What I wish I knew before starting my audiophile journey

I’ve considered myself an audiophile for over 3 years now. In those 3 years I’ve owned over 12 pairs of speakers, 10 amplifiers, 4 pre amplifiers, 7 DACs all in search for the perfect sound. What I’ve come to learn is I knew nothing when I started and now have some, not all of an understanding of how this works. Im passing this on to anyone that’s getting into this hobby to help fast track them to a better sound and learn from my experience. If I were to do this all over again, here is where I would start and invest my money.

1. Clean power- I wasted a lot of time and probably sold very good gear thinking it wasn’t good enough because I didn’t have clean power. I installed a dedicated 8 gauge power line with 20 amp breaker and hospital grade plugs for approximately $800. This was hands down the single biggest upgrade. You really have no idea what your gear is capable of delivering until you have fed it with clean power.
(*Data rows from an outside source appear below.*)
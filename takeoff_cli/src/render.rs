//! Plain-text rendering of a calc run and its bill of quantities.

use std::fmt::Write;

use takeoff_core::classification::{BoqReport, GroupEntries, SummaryRow};
use takeoff_core::run::CalcRun;
use takeoff_core::takeoff::TakeoffLine;
use takeoff_core::units::format_fixed;

const QTY_DECIMALS: u32 = 3;

fn dash(value: Option<&str>) -> &str {
    value.unwrap_or("-")
}

fn write_row(out: &mut String, row: &SummaryRow) {
    let _ = writeln!(
        out,
        "    {:<12} {:<40} {:<10} {:<8} {:>14} {}",
        dash(row.dpwh_item_number.as_deref()),
        dash(row.description.as_deref()),
        dash(row.template_id.as_deref()),
        dash(row.level_id.as_deref()),
        format_fixed(row.quantity, QTY_DECIMALS),
        row.unit,
    );
}

fn write_line(out: &mut String, line: &TakeoffLine, formulas: bool) {
    let _ = writeln!(
        out,
        "    {:<12} {:<16} {:<28} {:>14} {}",
        dash(line.dpwh_item_number.as_deref()),
        line.source_element_id,
        line.resource_key,
        format_fixed(line.quantity, QTY_DECIMALS),
        line.unit,
    );
    if formulas {
        let _ = writeln!(out, "        {}", line.formula_text);
        for text in line.assumption_texts() {
            let _ = writeln!(out, "        - {}", text);
        }
    }
}

/// Render the report grouped by Part and subcategory, followed by run totals
/// and catalog warnings.
pub fn render_text(run: &CalcRun, report: &BoqReport, formulas: bool) -> String {
    let mut out = String::new();
    let meta = &run.meta;
    let _ = writeln!(out, "BILL OF QUANTITIES: {} ({})", meta.project_name, meta.project_code);
    let _ = writeln!(out, "Calculated {} by engine {}", meta.calculated_at.format("%Y-%m-%d %H:%M UTC"), meta.engine_version);

    for part in &report.parts {
        let _ = writeln!(out);
        let _ = writeln!(out, "{} - {}", part.label, part.title);
        for group in &part.subcategories {
            let _ = writeln!(out, "  {}", group.name);
            match &group.entries {
                GroupEntries::Rows(rows) => rows.iter().for_each(|row| write_row(&mut out, row)),
                GroupEntries::Lines(lines) => lines.iter().for_each(|line| write_line(&mut out, line, formulas)),
            }
        }
    }

    let summary = &run.summary;
    let _ = writeln!(out);
    let _ = writeln!(out, "SUMMARY");
    let _ = writeln!(out, "  Concrete   {:>14} m³", format_fixed(summary.total_concrete_m3, QTY_DECIMALS));
    let _ = writeln!(out, "  Formwork   {:>14} m²", format_fixed(summary.total_formwork_m2, QTY_DECIMALS));
    let _ = writeln!(out, "  Rebar      {:>14} kg", format_fixed(summary.total_rebar_kg, QTY_DECIMALS));
    let _ = writeln!(out, "  Earthwork  {:>14} m³", format_fixed(summary.total_excavation_m3, QTY_DECIMALS));
    for (category, area) in &summary.finish_area_by_category {
        let _ = writeln!(out, "  {:<10} {:>14}", category, format_fixed(*area, QTY_DECIMALS));
    }
    let _ = writeln!(out, "  {} line(s), {} structural element(s)", summary.line_count, summary.element_count);

    if !run.warnings.is_empty() {
        let _ = writeln!(out);
        let _ = writeln!(out, "WARNINGS");
        for warning in &run.warnings {
            let _ = writeln!(out, "  {}", warning);
        }
    }

    out
}

#[cfg(test)]
mod tests {
    use super::*;
    use takeoff_core::catalog::InMemoryCatalog;
    use takeoff_core::classification::ReportView;
    use takeoff_core::file_io::parse_snapshot;
    use takeoff_core::run::run_calculation;
    use takeoff_core::trace::NOOP_TRACE;

    fn sample_run() -> CalcRun {
        let snapshot = parse_snapshot(
            r#"{
                "meta": { "version": "0.1.0", "project_name": "Shed", "project_code": "S-1",
                          "created": "2024-05-01T08:00:00Z", "modified": "2024-05-01T08:00:00Z" },
                "excavation_items": [{
                    "id": "EX-1", "name": "Pit",
                    "method": { "method": "rectangular", "length_m": 2, "width_m": 2, "depth_m": 1.5 }
                }]
            }"#,
        )
        .unwrap();
        run_calculation(&snapshot, &InMemoryCatalog::dpwh_defaults(), &NOOP_TRACE).unwrap()
    }

    #[test]
    fn test_summarized_text() {
        let run = sample_run();
        let report = run.report(ReportView::Summarized, &InMemoryCatalog::dpwh_defaults());
        let text = render_text(&run, &report, false);

        assert!(text.starts_with("BILL OF QUANTITIES: Shed (S-1)"));
        assert!(text.contains("PART C - Earthwork"));
        assert!(text.contains("Structure Excavation, Common Soil"));
        assert!(text.contains("6.000 m³"));
        assert!(!text.contains("WARNINGS"));
    }

    #[test]
    fn test_detailed_text_with_formulas() {
        let run = sample_run();
        let report = run.report(ReportView::Detailed, &InMemoryCatalog::new());
        let text = render_text(&run, &report, true);

        assert!(text.contains("EX-1"));
        assert!(text.contains(&run.lines[0].formula_text));
    }

    #[test]
    fn test_warnings_listed() {
        let mut run = sample_run();
        run.warnings.push("Pay item '999' is not in the catalog".into());
        let report = run.report(ReportView::Summarized, &InMemoryCatalog::new());
        let text = render_text(&run, &report, false);
        assert!(text.contains("WARNINGS\n  Pay item '999' is not in the catalog"));
    }
}
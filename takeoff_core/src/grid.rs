//! # Coordinate / Grid Resolver
//!
//! Resolves named grid lines and levels to numeric offsets and elevations.
//! Every geometry calculator goes through this module; a label that does not
//! resolve is an error, never a silent zero.
//!
//! The raw arrays are immutable for the duration of a calc run, so
//! [`GridIndex`] and [`LevelIndex`] build their `label -> index` maps once and
//! borrow the arrays instead of re-scanning them on every lookup.
//!
//! ## Example
//!
//! ```rust
//! use takeoff_core::grid::{Axis, GridLine, GridSystem, GridIndex};
//!
//! let grid = GridSystem {
//!     grid_x: vec![GridLine::new("A", 0.0), GridLine::new("B", 5.0)],
//!     grid_y: vec![GridLine::new("1", 0.0), GridLine::new("2", 6.0)],
//! };
//! let index = GridIndex::new(&grid);
//!
//! assert_eq!(index.offset(Axis::X, "B").unwrap(), 5.0);
//! assert!(index.offset(Axis::Y, "9").is_err());
//! ```

use std::collections::HashMap;

use serde::{Deserialize, Serialize};

use crate::errors::{CalcError, CalcResult};
use crate::trace::{TraceEvent, TraceSink, NOOP_TRACE};

/// A named coordinate on one axis (meters).
#[derive(Debug, Clone, PartialEq, Serialize, Deserialize)]
pub struct GridLine {
    pub label: String,
    pub offset: f64,
}

impl GridLine {
    pub fn new(label: impl Into<String>, offset: f64) -> Self {
        GridLine {
            label: label.into(),
            offset,
        }
    }
}

/// A named vertical datum (meters).
///
/// Spaces and element instances refer to levels by `label`.
#[derive(Debug, Clone, PartialEq, Serialize, Deserialize)]
pub struct Level {
    pub label: String,
    pub elevation: f64,
}

impl Level {
    pub fn new(label: impl Into<String>, elevation: f64) -> Self {
        Level {
            label: label.into(),
            elevation,
        }
    }
}

/// Plan grid axes.
#[derive(Debug, Clone, Copy, PartialEq, Eq, Hash, Serialize, Deserialize)]
pub enum Axis {
    X,
    Y,
}

impl Axis {
    /// The perpendicular axis. A wall sitting on an X grid line spans along Y.
    pub fn cross(&self) -> Axis {
        match self {
            Axis::X => Axis::Y,
            Axis::Y => Axis::X,
        }
    }

    pub fn name(&self) -> &'static str {
        match self {
            Axis::X => "X",
            Axis::Y => "Y",
        }
    }
}

impl std::fmt::Display for Axis {
    fn fmt(&self, f: &mut std::fmt::Formatter<'_>) -> std::fmt::Result {
        write!(f, "{}", self.name())
    }
}

/// The project's plan grid.
#[derive(Debug, Clone, Default, PartialEq, Serialize, Deserialize)]
pub struct GridSystem {
    pub grid_x: Vec<GridLine>,
    pub grid_y: Vec<GridLine>,
}

impl GridSystem {
    pub fn lines(&self, axis: Axis) -> &[GridLine] {
        match axis {
            Axis::X => &self.grid_x,
            Axis::Y => &self.grid_y,
        }
    }
}

/// Resolve one label against a single axis array without building an index.
///
/// Fails with `GridLineNotFound` listing every available label.
pub fn resolve_grid_line(lines: &[GridLine], axis: Axis, label: &str) -> CalcResult<f64> {
    lines
        .iter()
        .find(|line| line.label == label)
        .map(|line| line.offset)
        .ok_or_else(|| {
            CalcError::grid_line_not_found(
                axis.name(),
                label,
                lines.iter().map(|line| line.label.clone()).collect(),
            )
        })
}

/// Resolve one level label against the level array without building an index.
pub fn resolve_level(levels: &[Level], label: &str) -> CalcResult<f64> {
    levels
        .iter()
        .find(|level| level.label == label)
        .map(|level| level.elevation)
        .ok_or_else(|| {
            CalcError::level_not_found(label, levels.iter().map(|level| level.label.clone()).collect())
        })
}

fn build_map<'a, T>(items: &'a [T], label: impl Fn(&'a T) -> &'a str) -> HashMap<&'a str, usize> {
    let mut map = HashMap::with_capacity(items.len());
    for (i, item) in items.iter().enumerate() {
        // first definition wins if a label is duplicated
        map.entry(label(item)).or_insert(i);
    }
    map
}

/// Label -> offset index over a [`GridSystem`], built once per calc run.
pub struct GridIndex<'a> {
    grid: &'a GridSystem,
    x: HashMap<&'a str, usize>,
    y: HashMap<&'a str, usize>,
    trace: &'a dyn TraceSink,
}

impl<'a> GridIndex<'a> {
    pub fn new(grid: &'a GridSystem) -> Self {
        GridIndex {
            grid,
            x: build_map(&grid.grid_x, |line| line.label.as_str()),
            y: build_map(&grid.grid_y, |line| line.label.as_str()),
            trace: &NOOP_TRACE,
        }
    }

    /// Report every resolved lookup to `trace`
    pub fn with_trace(mut self, trace: &'a dyn TraceSink) -> Self {
        self.trace = trace;
        self
    }

    fn map(&self, axis: Axis) -> &HashMap<&'a str, usize> {
        match axis {
            Axis::X => &self.x,
            Axis::Y => &self.y,
        }
    }

    /// True if `label` exists on `axis`
    pub fn contains(&self, axis: Axis, label: &str) -> bool {
        self.map(axis).contains_key(label)
    }

    /// All labels on `axis`, in declaration order
    pub fn labels(&self, axis: Axis) -> Vec<String> {
        self.grid.lines(axis).iter().map(|line| line.label.clone()).collect()
    }

    /// Resolve `label` on `axis` to its offset.
    pub fn offset(&self, axis: Axis, label: &str) -> CalcResult<f64> {
        let i = self
            .map(axis)
            .get(label)
            .copied()
            .ok_or_else(|| CalcError::grid_line_not_found(axis.name(), label, self.labels(axis)))?;
        let offset = self.grid.lines(axis)[i].offset;
        self.trace.record(&TraceEvent::GridResolved {
            axis: axis.name().to_string(),
            label: label.to_string(),
            offset,
        });
        Ok(offset)
    }

    pub fn offset_x(&self, label: &str) -> CalcResult<f64> {
        self.offset(Axis::X, label)
    }

    pub fn offset_y(&self, label: &str) -> CalcResult<f64> {
        self.offset(Axis::Y, label)
    }

    /// Resolve two labels on the same axis and return `|end - start|`.
    ///
    /// When both labels are missing, the error names both.
    pub fn distance(&self, axis: Axis, start: &str, end: &str) -> CalcResult<f64> {
        let missing: Vec<String> = [start, end]
            .iter()
            .filter(|label| !self.contains(axis, label))
            .map(|label| label.to_string())
            .collect();
        if !missing.is_empty() {
            return Err(CalcError::GridLineNotFound {
                axis: axis.name().to_string(),
                labels: missing,
                available: self.labels(axis),
            });
        }
        Ok((self.offset(axis, end)? - self.offset(axis, start)?).abs())
    }
}

/// Label -> elevation index over the project's levels.
pub struct LevelIndex<'a> {
    levels: &'a [Level],
    map: HashMap<&'a str, usize>,
    trace: &'a dyn TraceSink,
}

impl<'a> LevelIndex<'a> {
    pub fn new(levels: &'a [Level]) -> Self {
        LevelIndex {
            levels,
            map: build_map(levels, |level| level.label.as_str()),
            trace: &NOOP_TRACE,
        }
    }

    pub fn with_trace(mut self, trace: &'a dyn TraceSink) -> Self {
        self.trace = trace;
        self
    }

    pub fn contains(&self, label: &str) -> bool {
        self.map.contains_key(label)
    }

    pub fn labels(&self) -> Vec<String> {
        self.levels.iter().map(|level| level.label.clone()).collect()
    }

    /// Resolve `label` to its elevation.
    pub fn elevation(&self, label: &str) -> CalcResult<f64> {
        let i = self
            .map
            .get(label)
            .copied()
            .ok_or_else(|| CalcError::level_not_found(label, self.labels()))?;
        let elevation = self.levels[i].elevation;
        self.trace.record(&TraceEvent::LevelResolved {
            label: label.to_string(),
            elevation,
        });
        Ok(elevation)
    }

    /// Absolute elevation difference between two levels.
    pub fn height_between(&self, start: &str, end: &str) -> CalcResult<f64> {
        Ok((self.elevation(end)? - self.elevation(start)?).abs())
    }

    /// The next level strictly above `label`, if any.
    pub fn level_above(&self, label: &str) -> CalcResult<Option<&'a Level>> {
        let base = self.elevation(label)?;
        Ok(self
            .levels
            .iter()
            .filter(|level| level.elevation > base)
            .min_by(|a, b| a.elevation.total_cmp(&b.elevation)))
    }

    /// Storey height above `label`, or `None` for the topmost level.
    pub fn storey_height(&self, label: &str) -> CalcResult<Option<f64>> {
        let base = self.elevation(label)?;
        Ok(self.level_above(label)?.map(|above| above.elevation - base))
    }
}

#[cfg(test)]
mod tests {
    use super::*;
    use crate::trace::CollectingTrace;

    fn test_grid() -> GridSystem {
        GridSystem {
            grid_x: vec![GridLine::new("A", 0.0), GridLine::new("B", 5.0), GridLine::new("C", 10.0)],
            grid_y: vec![GridLine::new("1", 0.0), GridLine::new("2", 6.0), GridLine::new("3", 12.0)],
        }
    }

    fn test_levels() -> Vec<Level> {
        vec![Level::new("L2", 3.2), Level::new("L1", 0.0), Level::new("Roof", 6.0)]
    }

    #[test]
    fn test_offset_lookup() {
        let grid = test_grid();
        let index = GridIndex::new(&grid);
        assert_eq!(index.offset_x("C").unwrap(), 10.0);
        assert_eq!(index.offset_y("2").unwrap(), 6.0);
    }

    #[test]
    fn test_missing_label_lists_available() {
        let grid = test_grid();
        let index = GridIndex::new(&grid);
        match index.offset(Axis::X, "Z") {
            Err(CalcError::GridLineNotFound { axis, labels, available }) => {
                assert_eq!(axis, "X");
                assert_eq!(labels, vec!["Z".to_string()]);
                assert_eq!(available, vec!["A", "B", "C"]);
            }
            other => panic!("expected GridLineNotFound, got {:?}", other),
        }
    }

    #[test]
    fn test_distance_reports_both_missing_labels() {
        let grid = test_grid();
        let index = GridIndex::new(&grid);
        match index.distance(Axis::Y, "8", "9") {
            Err(CalcError::GridLineNotFound { labels, .. }) => {
                assert_eq!(labels, vec!["8".to_string(), "9".to_string()]);
            }
            other => panic!("expected GridLineNotFound, got {:?}", other),
        }
        assert_eq!(index.distance(Axis::Y, "3", "1").unwrap(), 12.0);
    }

    #[test]
    fn test_free_function_resolvers() {
        let grid = test_grid();
        assert_eq!(resolve_grid_line(&grid.grid_x, Axis::X, "B").unwrap(), 5.0);
        assert!(resolve_grid_line(&grid.grid_y, Axis::Y, "B").is_err());
        assert_eq!(resolve_level(&test_levels(), "Roof").unwrap(), 6.0);
        assert!(matches!(
            resolve_level(&test_levels(), "L9"),
            Err(CalcError::LevelNotFound { .. })
        ));
    }

    #[test]
    fn test_level_index() {
        let levels = test_levels();
        let index = LevelIndex::new(&levels);
        assert!((index.height_between("L2", "L1").unwrap() - 3.2).abs() < 1e-9);
        assert_eq!(index.level_above("L1").unwrap().map(|l| l.label.as_str()), Some("L2"));
        assert!(index.level_above("Roof").unwrap().is_none());
        assert!((index.storey_height("L2").unwrap().unwrap() - 2.8).abs() < 1e-9);
    }

    #[test]
    fn test_trace_receives_lookups() {
        let grid = test_grid();
        let trace = CollectingTrace::new();
        let index = GridIndex::new(&grid).with_trace(&trace);
        index.offset_x("A").unwrap();
        index.offset_y("3").unwrap();
        assert_eq!(trace.len(), 2);
        assert_eq!(
            trace.events()[1],
            TraceEvent::GridResolved { axis: "Y".into(), label: "3".into(), offset: 12.0 }
        );
    }

    #[test]
    fn test_axis_cross() {
        assert_eq!(Axis::X.cross(), Axis::Y);
        assert_eq!(Axis::Y.cross(), Axis::X);
    }
}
2. Speakers-this is where I would spend the a big chunk of my budget. I could make tweaks all day to my system but until I had speaker resolved enough to hear them, it all seems a waste of time. I discounted many things like cables because I couldn’t hear the difference until I had speakers that could actually produce the differences. Keep in mind the room size. I believed that bigger was better. I actually now run a pair of very good bookshelves that have no problem energizing the room. 

3. Amplifier power. Having enough power to drive the speakers is crucial in being able to hear what those speakers are capable of delivering. Yes different amp make different presentations but if there’s enough power then I believe it’s less of an issue and the source determines the sound quality more.

4. Now that I have the power and resolution to hear the difference between sources, cables, pre amplifier, streamer, DACs ect. This is where the real journey begins. 

On a side note, my room played a huge roll in how my system sounded but not a deal breaker. I learned that it’s possible to tweak the system to the room by experimenting with different gear. I learned that speaker size based on room size is pretty important. Have good rug!!

For reference my set up

Dedicated power

Lumin U1 mini

Denafrips Venus 2

Simaudio 340i

Sonus Faber Minima Amator 2

cables, AQ full bloom. NRG Z3, Earth XLR, Diamond USB, Meteor Speaker cables.


IMO, the main problem the OP had in his journey is changing that many pieces of equipment in such a short period of time. It made it nearly impossible for him to learn what piece of equipment did what. The way he did it had to lead to total confusion. Buying one piece at a time and giving it at least a few weeks to figure it out before moving on to a different part of the system is the best way to go. You will then learn the true sonic value of each piece in your system, whether good or bad, and save a lot of money in the process. I know, because I have been guilty of buying multiple pieces too quickly myself and eventually I got to the point where I had difficulties knowing what did what. Patience is the biggest asset in this endeavor, and money :)

"I’ve considered myself an audiophile for over 3 years now. In those 3 years I’ve owned over 12 pairs of speakers, 10 amplifiers, 4 pre amplifiers, 7 DACs all in search for the perfect sound.'

Seriously, dude, you must have more money than brains and ants in your pants.  You obviously don't have a wife to slow you down, either.  Having that many pieces of gear, mingled together at different times likely means you can't even remember what different sound combinations sound like.  If this takes you where you want to go, keep up the good work.  The industry needs these buyers.




i had H360 and H390. Both were OK. At the time I didn’t have the speakers I have now, along with all the other upgrades. Maybe now I’d be open to try Hegel again. I don’t like that the streamer DAC is all in one box. I sold my Simaudio 340 I X that had the built in DAC and went for the pure analog version which cut down on noise with a blacker background.

Rule#1:  Stay away from dealers - dealers want your money and they't your friends.  In addition, even if you buy from a reputable dealer, you will loose half of the value of your purchase in the blink of the eye. 

Rule#2: Buy only the best used equipment you can afford and don't overpay - think of reselling value, because this hobby of ours never ends. 

Rule#3: Learning takes time, a lot of time. Your brain needs time to properly evaluate the music you hear.  A few hours of A/B evaluation and limited listening sessions here and there will not work for proper musical evaluation but only for individual notes and limited sound passages. 

The bottom line is that, most of the new equipment today will be forgotten within a few years and only a few will become timeless and legendary.

If you follow these basic rules you'll be well rewarded in a long time and not financially ruined.  

The rest of the rules from #4 to infinity are pretty standard and easy to follow.